(Saved data entries)
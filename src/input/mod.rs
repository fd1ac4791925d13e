/// System clipboard access
pub mod clipboard;
/// Global hotkey registration
pub mod hotkey;
/// Synthetic keystrokes
pub mod keyboard;

pub use clipboard::{Clipboard, ClipboardError};
pub use keyboard::{Keyboard, KeystrokeError};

## Your task
Each of the entries must be set down again exactly.

## Output below
filename src/input/mod.rs
repository fd1ac4791925d13e
/// System clipboard access
pub mod clipboard;
/// Global hotkey registration
pub mod hotkey;
/// Synthetic keystrokes
pub mod keyboard;

pub use clipboard::{Clipboard, ClipboardError};
pub use keyboard::{Keyboard, KeystrokeError};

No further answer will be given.